As so, the United Fruit Company demonstrated a zero tolerance policy for European governments in Honduras12. Such market imperialism, however, also generated a social outcry among Latin Americans. Latin American societies helped to build all those events throughout the literature, social movements and political upheavals. The first three decades of the twentieth century marked a series of social eruptions against US companies, like the UFC, including, for instance, the 1928 Santa Marta Massacre in Colombia, itself a key event in the creation of the Colombian Communist Party, as well as, guerrilla groups everywhere of the region.

After the disintegration of Gran Colombia and the Peruvian-Bolivian Confederation, the end of the Pacific wars and the US Civil War, and the culmination of Spanish interventions in the Caribbean and South America came a new time for bilateral relations. Motivated by the French intervention in Mexico, the United States, under what was known as "Manifest Destiny",13 intervened in the defense of the Caribbean territories. For example, they did everything they could, both diplomatically and strategically, to retain control of the region to the future Panama Canal and implemented a foreign policy encapsulate in the notions of the Big Stick and Dollar Diplomacy (policies).

According to Boersner (1996), the presidencies of Theodore Roosevelt (1901-1909) and William Howard Taft (1909-1913) were defined by the application of a special foreign policy towards Latin America.
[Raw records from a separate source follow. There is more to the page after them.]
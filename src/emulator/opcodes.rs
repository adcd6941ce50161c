//! Implemented operations for the LC 3.
//!
//! All address and arithmetic computations wrap around at 16 bits.
//! PC relative addresses are computed from the already incremented PC.
use crate::emulator::instruction::Instruction;
use crate::hardware::memory::Memory;
use crate::hardware::registers::{ConditionFlag, Registers, from_binary};

/// ADD: Mathematical addition in 2 variants
/// - DR is set with result of SR 1 + SR 2
/// ```text
///  15__12__11_9__8_6___5___4_3__2_0_
/// | 0001 |  DR | SR1 | 0 | 00 | SR2 |
///  ---------------------------------
/// ```
/// - DR is set with result of SR 1 + sign extended immediate
/// ```text
///  15__12__11_9__8_6___5___4___0_
/// | 0001 |  DR | SR1 | 1 |  IMM5 |
///  ------------------------------
/// ```
pub fn add(i: Instruction, r: &mut Registers) {
    let result = r
        .get(i.sr1_number())
        .as_binary()
        .wrapping_add(second_operand(i, r));
    r.set(i.dr_number(), from_binary(result));
    r.update_conditional_register(i.dr_number());
}
/// AND: bit-wise AND in 2 variants
/// - DR is set with result of SR 1 AND SR 2
/// ```text
///  15__12__11_9__8_6___5___4_3__2_0_
/// | 0101 |  DR | SR1 | 0 | 00 | SR2 |
///  ---------------------------------
/// ```
/// - DR is set with result of SR 1 AND sign extended immediate
/// ```text
///  15__12__11_9__8_6___5___4___0_
/// | 0101 |  DR | SR1 | 1 |  IMM5 |
///  ------------------------------
/// ```
pub fn and(i: Instruction, r: &mut Registers) {
    let result = r.get(i.sr1_number()).as_binary() & second_operand(i, r);
    r.set(i.dr_number(), from_binary(result));
    r.update_conditional_register(i.dr_number());
}

fn second_operand(i: Instruction, r: &Registers) -> u16 {
    if i.is_immediate() {
        i.get_immediate()
    } else {
        r.get(i.sr2_number()).as_binary()
    }
}

/// NOT: bit-wise complement of the value in SR 1
/// ```text
///  15__12__11_9__8_6___5___0_
/// | 1001 |  DR | SR1 | 11111 |
///  --------------------------
/// ```
pub fn not(i: Instruction, r: &mut Registers) {
    r.set(
        i.dr_number(),
        from_binary(!r.get(i.sr1_number()).as_binary()),
    );
    r.update_conditional_register(i.dr_number());
}
/// BR: Conditional Branch
/// This opcode adds the value of the sign extended offset to PC if the current
/// state of the `ConditionFlag` matches a set bit of `n`, `z` or `p`.
/// With none of the `nzp` bits set it never branches.
/// ```text
///  15__12__11_9___8_______0_
/// | 0000 |  nzp | PCoffset9 |
///  -------------------------
/// ```
/// See [`ConditionFlag`]
pub fn br(i: Instruction, r: &mut Registers) {
    let nzp = i.get_bit_range(9, 11);
    if nzp & r.get_conditional_register().bits() != 0 {
        r.set_pc(address_by_pc_offset(i, r, 9));
    }
}
/// JSR: Jump to Sub-Routine.
/// Two variants:
/// - JSR to `PCOffset11`
/// ```text
///  15__12__11_10_________0
/// | 0100 | 1 | PCOffset11 |
///  -----------------------
/// ```
/// - JSRR: JSR to location in `BaseR`
/// ```text
///  15__12__11_9__8___6___5____0_
/// | 0100 | 000 | BaseR | 000000 |
///  -----------------------------
/// ```
/// The former PC is saved in R7 before the target is computed,
/// so JSRR with `BaseR` = R7 continues at the next instruction.
pub fn jsr(i: Instruction, r: &mut Registers) {
    r.set(7, r.pc());
    let target = if i.get_bit(11) {
        address_by_pc_offset(i, r, 11)
    } else {
        r.get(i.base_r_number()).as_binary()
    };
    r.set_pc(target);
}
/// JMP or RET operation.
/// - JMP sets the PC to the value of register `BaseR`
/// ```text
///  15__12__11_9___8_6____5____0_
/// | 1100 | 000 | BaseR | 000000 |
///  -----------------------------
/// ```
/// - RET same as JMP, but special case for returning from JSR where former PC is saved in R7.
/// ```text
///  15__12__11_9__8_6___5____0_
/// | 1100 | 000 | 111 | 000000 |
///  ---------------------------
/// ```
pub fn jmp_or_ret(i: Instruction, r: &mut Registers) {
    r.set_pc(r.get(i.base_r_number()).as_binary());
}

/// LD: Loads content of memory address of PC + sign extended offset into DR.
/// ```text
///  15__12__11_9___8_______0_
/// | 0010 |  DR  | PCoffset9 |
///  -------------------------
/// ```
pub fn ld(i: Instruction, r: &mut Registers, memory: &mut Memory) {
    let value = memory.read(address_by_pc_offset(i, r, 9));
    r.set(i.dr_number(), from_binary(value));
    r.update_conditional_register(i.dr_number());
}

/// LDI: Load indirect.
/// Calculates memory address of PC + sign extended offset and reads another address from there,
/// the content of the memory at that indirectly loaded address is put into DR.
/// ```text
///  15__12__11_9___8_______0_
/// | 1010 |  DR  | PCoffset9 |
///  -------------------------
/// ```
pub fn ldi(i: Instruction, r: &mut Registers, memory: &mut Memory) {
    let value_address = memory.read(address_by_pc_offset(i, r, 9));
    r.set(i.dr_number(), from_binary(memory.read(value_address)));
    r.update_conditional_register(i.dr_number());
}
/// LDR: Load address from base register and adds sign extended offset to load the memory content
/// from there into DR.
/// ```text
///  15__12__11_9__8___6____5____0_
/// | 0110 |  DR | BaseR | offset6 |
///  ------------------------------
/// ```
pub fn ldr(i: Instruction, r: &mut Registers, memory: &mut Memory) {
    let value = memory.read(address_by_baser_offset(i, r));
    r.set(i.dr_number(), from_binary(value));
    r.update_conditional_register(i.dr_number());
}

fn address_by_pc_offset(i: Instruction, r: &Registers, len: u8) -> u16 {
    r.pc().as_binary().wrapping_add(i.pc_offset(len))
}
fn address_by_baser_offset(i: Instruction, r: &Registers) -> u16 {
    r.get(i.base_r_number())
        .as_binary()
        .wrapping_add(i.pc_offset(6))
}

/// LEA: Load Effective Address loads PC + sign extended offset into DR.
/// ```text
///  15__12__11_9___8_______0_
/// | 1110 |  DR  | PCoffset9 |
///  -------------------------
/// ```
pub fn lea(i: Instruction, r: &mut Registers) {
    r.set(i.dr_number(), from_binary(address_by_pc_offset(i, r, 9)));
    r.update_conditional_register(i.dr_number());
}
/// ST: Store. The contents of the SR are written to memory address PC + sign extended offset.
/// ```text
///  15__12__11_9___8_______0_
/// | 0011 |  SR  | PCoffset9 |
///  -------------------------
/// ```
pub fn st(i: Instruction, r: &Registers, memory: &mut Memory) {
    let store_address = address_by_pc_offset(i, r, 9);
    memory.write(store_address, r.get(i.dr_number()).as_binary());
}
/// STI: Store Indirect. The contents of the SR are written to the address which is loaded from
/// memory address PC + sign extended offset.
/// ```text
///  15__12__11_9___8_______0_
/// | 1011 |  SR  | PCoffset9 |
///  -------------------------
/// ```
pub fn sti(i: Instruction, r: &Registers, memory: &mut Memory) {
    let store_address = memory.read(address_by_pc_offset(i, r, 9));
    memory.write(store_address, r.get(i.dr_number()).as_binary());
}
/// STR: Store contents of SR to memory address of base register plus sign extended offset.
/// ```text
///  15__12__11_9__8___6____5____0_
/// | 0111 |  SR | BaseR | offset6 |
///  ------------------------------
/// ```
pub fn str(i: Instruction, r: &Registers, memory: &mut Memory) {
    let store_address = address_by_baser_offset(i, r);
    memory.write(store_address, r.get(i.dr_number()).as_binary());
}
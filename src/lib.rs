//! # LC-3 Virtual Machine.
//!
//! `lc3-vm` runs programs for the LC-3 instruction set architecture.
//! Usage starts with loading a program image via `emulator::from_program`, which is then
//! run with `Emulator::execute`.
//!
//!  # Example
//! ```
//! use lc3_vm::emulator::{Emulator, EmulatorConfig, ScriptedInputProvider};
//! // .ORIG x3000; LEA R0, #2; PUTS; HALT; "HI"
//! let image = [
//!     0x30, 0x00, 0xE0, 0x02, 0xF0, 0x22, 0xF0, 0x25, 0x00, 0x48, 0x00, 0x49, 0x00, 0x00,
//! ];
//! let mut emu = Emulator::with_keyboard_input_provider(ScriptedInputProvider::new(b""));
//! emu.load_program_bytes(&image).unwrap();
//! emu.set_config(EmulatorConfig::default().with_halt_notice(false));
//! let mut output = Vec::new();
//! emu.execute_with(&mut output).unwrap();
//! assert_eq!(output, b"HI");
//! ```
//! # Errors
//! - Program image is missing its `.ORIG` header, has a trailing half word or is too long
//! - Program executes a reserved opcode
//! - Execution is interrupted by CTRL-C

pub mod emulator;
pub mod errors;
pub(crate) mod hardware;
pub(crate) mod numbers;
pub(crate) mod terminal;
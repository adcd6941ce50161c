use clap::Parser;
use lc3_vm::emulator::{self, EmulatorConfig};
use lc3_vm::errors::ExecutionError;
use std::io;
use std::path::PathBuf;
use std::process::ExitCode;
use tracing_subscriber::EnvFilter;

const EXIT_LOAD_FAILURE: u8 = 1;
const EXIT_RESERVED_OPCODE: u8 = 3;
const EXIT_EXECUTION_FAILURE: u8 = 4;
const EXIT_INTERRUPTED: u8 = 130;

/// Runs an LC-3 program image in the terminal.
#[derive(Parser)]
#[command(version)]
struct Args {
    /// Program image: big-endian u16 words, the first one being the load address
    image: PathBuf,
    /// Log more details to stderr, repeat for more, overridden by `LC3_LOG`
    #[arg(short, long, action = clap::ArgAction::Count)]
    verbose: u8,
    /// Do not print a notice when the program halts
    #[arg(long)]
    no_halt_notice: bool,
    /// Stop after that many instructions
    #[arg(long, value_name = "N")]
    max_steps: Option<u64>,
}

fn init_logging(verbose: u8) {
    let default_level = match verbose {
        0 => "warn",
        1 => "info",
        2 => "debug",
        _ => "trace",
    };
    let filter =
        EnvFilter::try_from_env("LC3_LOG").unwrap_or_else(|_| EnvFilter::new(default_level));
    tracing_subscriber::fmt()
        .with_env_filter(filter)
        .with_writer(io::stderr)
        .init();
}

fn main() -> ExitCode {
    let args = Args::parse();
    init_logging(args.verbose);

    let mut emu = match emulator::from_program(&args.image) {
        Ok(emu) => emu,
        Err(e) => {
            eprintln!("Failed to load image: {e}");
            return ExitCode::from(EXIT_LOAD_FAILURE);
        }
    };
    emu.set_config(
        EmulatorConfig::default()
            .with_halt_notice(!args.no_halt_notice)
            .with_max_steps(args.max_steps),
    );
    match emu.execute() {
        Ok(()) => ExitCode::SUCCESS,
        Err(e) => {
            eprintln!("{e}");
            ExitCode::from(match e {
                ExecutionError::Interrupted => EXIT_INTERRUPTED,
                ExecutionError::ReservedOpcode { .. } => EXIT_RESERVED_OPCODE,
                ExecutionError::IOInputOutputError(_) | ExecutionError::StepLimitReached(_) => {
                    EXIT_EXECUTION_FAILURE
                }
            })
        }
    }
}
The first based on the Big Stick policy, and subsequently on Dollar Diplomacy. Both reflected the increasing process of intervention and domination by American interests –socially constructed- in the Caribbean zone (Boersner, 1996).

The 20th century thus witnessed a US neocolonial domination over great parts of Latin America. For instance, Haiti was obligated to subscribe to an agreement in which it became a protectorate of the United States. After the death of Benito Juarez, the new Mexican president Porfirio Diaz would soon be converted into an informal ally of the US and its interests. In addition, within that same direction, all of the conservative administrations of the first half of the 20th century continued to apply the interventionist policy towards the Caribbean and Latin America.

After an interregnum during the Depression and World War II, during which Franklin Roosevelt "Good Neighbor Policy"14 witnessed a reduction in US interventionism in Latin America, the Cold War (1947-1991) announced the reemergence of pressure from Washington on region. However, this process now took place in the context of the emergence of a bipolar world system. Under such conditions, Latin American states had only two options: to be for or against Washington. Of course, this reality came into being for Latin American actors and US after diverse interactions that I cannot expose because of lack of space.

Before this scenario began, and with the existence of both the Rio Treaty and OAS15, it was very difficult for Latin American states to operate in conditions of independence and autonomy. With the exception of the Bolivian revolution from 1957-1958, led by Víctor Paz Estenssoro, the first decade of the second half of the century was characterized by complete domination and control of the United States over the region. During the next decade, with the Cuban revolution (1959) and the emergence of the nationalization process in that country (1961), the claims and intentions to separate from the US were very evident. Thus, the start of the creation of multiple and diverse guerillas. This time appeared so complex and contradictory in some cases.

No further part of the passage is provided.